The disadvantages of the DMAP flap are a scar on the dorsal hand and the possible requirement of a skin graft to cover the donor site defect. The hand is a very visible and crucial part of human interactions and nonverbal communication [
24-
26]. Therefore, hand aesthetics are important to patients and may be a key factor when determining the donor site and estimating donor site morbidity. w-SDMAP flaps belong to distally based flaps with a special concern on venous drainage. To prevent venous congestion, sufficient adipofascial tissues around pedicles would be necessary. This flap has two venous systems; superficial venous system that drains from superficial tissues and deep venous system that drains from the retinacular microvenous connection [
27]. In this study, venous congestion occurred in three cases, and flap survival was ensured after the salvage procedure.

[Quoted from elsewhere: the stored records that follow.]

// Copyright 2025 the Understory Authors
// SPDX-License-Identifier: Apache-2.0 OR MIT

//! Handles to the editors and viewers created by a property.

use alloc::rc::{Rc, Weak};
use core::cell::{Ref, RefCell};
use core::fmt;

use crate::id::ViewId;
use crate::kind::PropertyKind;
use crate::property::{Property, Shared};
use crate::state::Editability;

/// Outcome of a user interaction with an editor.
#[derive(Copy, Clone, Debug, PartialEq, Eq, Hash)]
pub enum Interaction {
    /// The editor produced a value, which was stored and pushed to all views.
    Committed,
    /// The editor produced nothing usable; it was reset to the stored value.
    Ignored,
    /// The property is in [`Editability::Action`] mode; its action fired and
    /// the value was left alone.
    ActionFired,
    /// The property is disabled; the input was dropped.
    Disabled,
    /// The editor was removed, or its property no longer exists.
    Detached,
}

/// An editor created by [`Property::create_editor`].
///
/// Editors observe their property through a weak reference: they never keep
/// it alive.
pub struct Editor<K: PropertyKind> {
    id: ViewId,
    widget: Rc<RefCell<K::Editor>>,
    owner: Weak<Shared<K>>,
}

impl<K: PropertyKind> Editor<K> {
    pub(crate) fn new(id: ViewId, widget: Rc<RefCell<K::Editor>>, owner: Weak<Shared<K>>) -> Self {
        Self { id, widget, owner }
    }

    /// Returns the ID of this editor within its property.
    #[must_use]
    pub fn id(&self) -> ViewId {
        self.id
    }

    /// Borrows the widget model for inspection.
    ///
    /// # Panics
    ///
    /// Panics if the widget is being mutated, which only happens inside the
    /// closure passed to [`Editor::edit`].
    #[must_use]
    pub fn widget(&self) -> Ref<'_, K::Editor> {
        self.widget.borrow()
    }

    pub(crate) fn widget_rc(&self) -> &Rc<RefCell<K::Editor>> {
        &self.widget
    }

    /// Returns the property this editor belongs to, if it still exists.
    #[must_use]
    pub fn property(&self) -> Option<Property<K>> {
        self.owner.upgrade().map(Property::from_shared)
    }

    /// Returns `true` if the property exists and still has this editor
    /// registered.
    #[must_use]
    pub fn is_attached(&self) -> bool {
        self.property()
            .is_some_and(|property| property.is_registered_editor(self.id, &self.widget))
    }

    /// Simulates a user interaction.
    ///
    /// `input` manipulates the widget the way a user would (typing, clicking
    /// a spinner arrow, picking a color). What happens next depends on the
    /// property:
    ///
    /// - disabled: `input` is not applied,
    /// - [`Editability::Action`]: `input` is not applied and the action fires,
    /// - otherwise the editor is read back into a value and that value is
    ///   stored through [`Property::set_value`].
    pub fn edit(&self, input: impl FnOnce(&mut K::Editor)) -> Interaction {
        let Some(property) = self.property() else {
            log::debug!("{} outlived its property", self.id);
            return Interaction::Detached;
        };
        if !property.is_registered_editor(self.id, &self.widget) {
            log::debug!("{} was removed from {:?}", self.id, property.name());
            return Interaction::Detached;
        }
        if !property.is_enabled() {
            return Interaction::Disabled;
        }
        if property.editability() == Editability::Action {
            property.trigger_action();
            return Interaction::ActionFired;
        }

        {
            let Ok(mut widget) = self.widget.try_borrow_mut() else {
                log::warn!("{} is borrowed; dropping input", self.id);
                return Interaction::Ignored;
            };
            input(&mut widget);
        }

        let value = {
            let widget = self.widget.borrow();
            property.with_kind_ref(|kind| kind.read_editor(&widget))
        };
        match value {
            Some(value) => {
                property.set_value(value);
                Interaction::Committed
            }
            None => {
                property.broadcast_to_editors();
                Interaction::Ignored
            }
        }
    }
}

impl<K: PropertyKind> fmt::Debug for Editor<K> {
    fn fmt(&self, f: &mut fmt::Formatter<'_>) -> fmt::Result {
        f.debug_struct("Editor")
            .field("id", &self.id)
            .field("attached", &self.is_attached())
            .finish_non_exhaustive()
    }
}

/// A read-only viewer created by [`Property::create_viewer`].
pub struct Viewer<K: PropertyKind> {
    id: ViewId,
    widget: Rc<RefCell<K::Viewer>>,
}

impl<K: PropertyKind> Viewer<K> {
    pub(crate) fn new(id: ViewId, widget: Rc<RefCell<K::Viewer>>) -> Self {
        Self { id, widget }
    }

    /// Returns the ID of this viewer within its property.
    #[must_use]
    pub fn id(&self) -> ViewId {
        self.id
    }

    /// Borrows the widget model for inspection.
    #[must_use]
    pub fn widget(&self) -> Ref<'_, K::Viewer> {
        self.widget.borrow()
    }

    pub(crate) fn widget_rc(&self) -> &Rc<RefCell<K::Viewer>> {
        &self.widget
    }
}

impl<K: PropertyKind> fmt::Debug for Viewer<K> {
    fn fmt(&self, f: &mut fmt::Formatter<'_>) -> fmt::Result {
        f.debug_struct("Viewer")
            .field("id", &self.id)
            .finish_non_exhaustive()
    }
}
// Copyright 2025 the Understory Authors
// SPDX-License-Identifier: Apache-2.0 OR MIT

//! Tests for view synchronization.
//!
//! These exercise how a property keeps its editors, viewers and observers in
//! step: ordering of pushes and events, feedback-loop avoidance, fault
//! isolation, editability modes and handle lifetimes.

use std::cell::{Cell, RefCell};
use std::rc::Rc;

use understory_property_sheet::{
    ChangeKind, CounterEditor, CounterProperty, Editability, EditorWidget, Interaction,
    TextField, TextProperty,
};

#[test]
fn every_view_matches_after_each_set_value() {
    let count = CounterProperty::new("Count", -5, 0, 5).unwrap();
    let editors: Vec<_> = (0..3).map(|_| count.create_editor()).collect();
    let viewers: Vec<_> = (0..2).map(|_| count.create_viewer()).collect();

    for value in [3, -2, 9, -9, 0, 4, 4] {
        count.set_value(value);
        let stored = count.value();
        for editor in &editors {
            assert_eq!(editor.widget().spinner().value(), i64::from(stored));
            assert_eq!(editor.widget().slider().value(), i64::from(stored));
        }
        for viewer in &viewers {
            assert_eq!(viewer.widget().text(), stored.to_string());
        }
    }
}

#[test]
fn views_are_updated_before_observers_run() {
    let title = TextProperty::new("Title", "a");
    let viewer = title.create_viewer();
    let seen = Rc::new(RefCell::new(String::new()));

    let seen_in_observer = seen.clone();
    let viewer_in_observer = title.create_viewer();
    title.subscribe(move |_| {
        seen_in_observer
            .borrow_mut()
            .push_str(viewer_in_observer.widget().text());
    });

    title.set_value("b".into());
    assert_eq!(*seen.borrow(), "b");
    assert_eq!(viewer.widget().text(), "b");
}

#[test]
fn repeated_broadcast_does_not_write_into_editors_again() {
    let title = TextProperty::new("Title", "start");
    let origin = title.create_editor();
    let other = title.create_editor();
    let viewer = title.create_viewer();

    assert_eq!(origin.edit(|field| field.replace("typed")), Interaction::Committed);
    let origin_writes = origin.widget().writes();
    let other_writes = other.widget().writes();
    let viewer_writes = viewer.widget().writes();
    assert_eq!(other_writes, 1);

    title.broadcast_to_editors();
    title.broadcast_to_editors();
    title.broadcast_to_viewers();
    assert_eq!(origin.widget().writes(), origin_writes);
    assert_eq!(other.widget().writes(), other_writes);
    assert_eq!(viewer.widget().writes(), viewer_writes);
}

#[test]
fn one_event_per_mutation() {
    let title = TextProperty::new("Title", "x");
    let kinds = Rc::new(RefCell::new(Vec::new()));
    let sink = kinds.clone();
    title.subscribe(move |event| sink.borrow_mut().push((event.kind, event.revision)));

    title.set_name("Heading");
    title.set_description("Shown at the top");
    title.set_value("y".into());
    title.set_enabled(false);
    title.set_editability(Editability::Action);
    title.set_action(|_| {});

    assert_eq!(
        *kinds.borrow(),
        [
            (ChangeKind::Name, 1),
            (ChangeKind::Description, 2),
            (ChangeKind::Value, 3),
            (ChangeKind::Enabled, 4),
            (ChangeKind::Editability, 5),
            (ChangeKind::Action, 6),
        ]
    );
    assert_eq!(title.name(), "Heading");
    assert_eq!(title.description(), "Shown at the top");
}

#[test]
fn observers_may_write_back_into_the_property() {
    let count = CounterProperty::new("Count", 0, 0, 100).unwrap();
    let viewer = count.create_viewer();
    let weak = count.downgrade();
    count.subscribe(move |event| {
        if event.kind != ChangeKind::Value {
            return;
        }
        let Some(count) = weak.upgrade() else {
            return;
        };
        // Snap to even numbers.
        let value = count.value();
        if value % 2 != 0 {
            count.set_value(value + 1);
        }
    });

    count.set_value(7);
    assert_eq!(count.value(), 8);
    assert_eq!(viewer.widget().text(), "8");
}

#[test]
fn busy_widgets_are_skipped() {
    let count = CounterProperty::new("Count", 0, 1, 10).unwrap();
    let busy = count.create_editor();
    let free = count.create_editor();
    let viewer = count.create_viewer();

    {
        let _held = busy.widget();
        count.set_value(6);
    }
    assert_eq!(count.value(), 6);
    assert_eq!(busy.widget().spinner().value(), 1);
    assert_eq!(free.widget().spinner().value(), 6);
    assert_eq!(viewer.widget().text(), "6");

    // The next push catches the skipped editor up.
    count.broadcast_to_editors();
    assert_eq!(busy.widget().spinner().value(), 6);
}

#[test]
fn enabled_and_editability_reach_editors_only() {
    let title = TextProperty::new("Title", "x");
    let editor = title.create_editor();

    title.set_enabled(false);
    assert!(!editor.widget().view_state().is_enabled());
    assert_eq!(editor.edit(|field| field.replace("ignored")), Interaction::Disabled);
    assert_eq!(title.value(), "x");
    assert_eq!(editor.widget().text(), "x");

    title.set_enabled(true);
    title.set_editability(Editability::Action);
    let state = editor.widget().view_state();
    assert!(state.is_enabled());
    assert!(!state.is_editable());

    // New editors start with the current state.
    let late = title.create_editor();
    assert!(!late.widget().view_state().is_editable());
}

#[test]
fn action_mode_fires_once_and_keeps_value() {
    let count = CounterProperty::new("Count", 0, 1, 10).unwrap();
    let editor = count.create_editor();
    let fired = Rc::new(Cell::new(0));
    let fired_in_action = fired.clone();
    count.set_action(move |_| fired_in_action.set(fired_in_action.get() + 1));
    count.set_editability(Editability::Action);

    assert_eq!(editor.edit(CounterEditor::step_up), Interaction::ActionFired);
    assert_eq!(fired.get(), 1);
    assert_eq!(count.value(), 1);
    assert_eq!(editor.widget().spinner().value(), 1);

    count.clear_action();
    assert!(!count.trigger_action());
    assert_eq!(fired.get(), 1);
}

#[test]
fn removed_editors_are_detached() {
    let title = TextProperty::new("Title", "x");
    let kept = title.create_editor();
    let removed = title.create_editor();
    let viewer = title.create_viewer();
    assert_eq!((title.editor_count(), title.viewer_count()), (2, 1));

    assert!(title.remove_editor(&removed));
    assert!(!title.remove_editor(&removed));
    assert!(!removed.is_attached());
    assert!(kept.is_attached());

    title.set_value("y".into());
    assert_eq!(removed.widget().text(), "x");
    assert_eq!(removed.edit(|field| field.replace("z")), Interaction::Detached);
    assert_eq!(title.value(), "y");

    assert!(title.remove_viewer(&viewer));
    title.set_value("w".into());
    assert_eq!(viewer.widget().text(), "y");
}

#[test]
fn editors_from_another_property_are_not_removed() {
    let a = TextProperty::new("A", "");
    let b = TextProperty::new("B", "");
    let from_a = a.create_editor();
    let from_b = b.create_editor();
    assert_eq!(from_a.id(), from_b.id());
    assert!(!b.remove_editor(&from_a));
    assert_eq!(b.editor_count(), 1);
}

#[test]
fn editors_do_not_keep_properties_alive() {
    let title = TextProperty::new("Title", "x");
    let editor = title.create_editor();
    let weak = title.downgrade();
    drop(title);

    assert!(weak.upgrade().is_none());
    assert!(editor.property().is_none());
    assert_eq!(editor.edit(|field: &mut TextField| field.replace("y")), Interaction::Detached);
}

#[test]
fn clones_share_state() {
    let title = TextProperty::new("Title", "x");
    let alias = title.clone();
    let viewer = alias.create_viewer();
    title.set_value("shared".into());
    assert!(title.ptr_eq(&alias));
    assert_eq!(viewer.widget().text(), "shared");
    assert_eq!(alias.revision(), 1);
}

There are many methods to assess scar quality, and the VSS is a tool that is widely used in many studies [
7] (
Table 1). In this study, the mean VSS score was 4 points. Our patients had near-normal thickness and vascularity values, which represent hypertrophic and pathologic scarring [
28]. There was no distortion of the scar, and patients were satisfied with the scar appearance of the donor site. Nevertheless, preoperative informed consent is mandatory for postoperative scars on the hand dorsum. Furthermore, it would be better to use the skin laxity of the hand dorsum for aged patients than for young patients who are sensitive to scarring. As with conventional DMAP flaps [
13], a preoperative check for deep lacerations, severe contusions, or metacarpal fractures around the vascular pedicle is essential.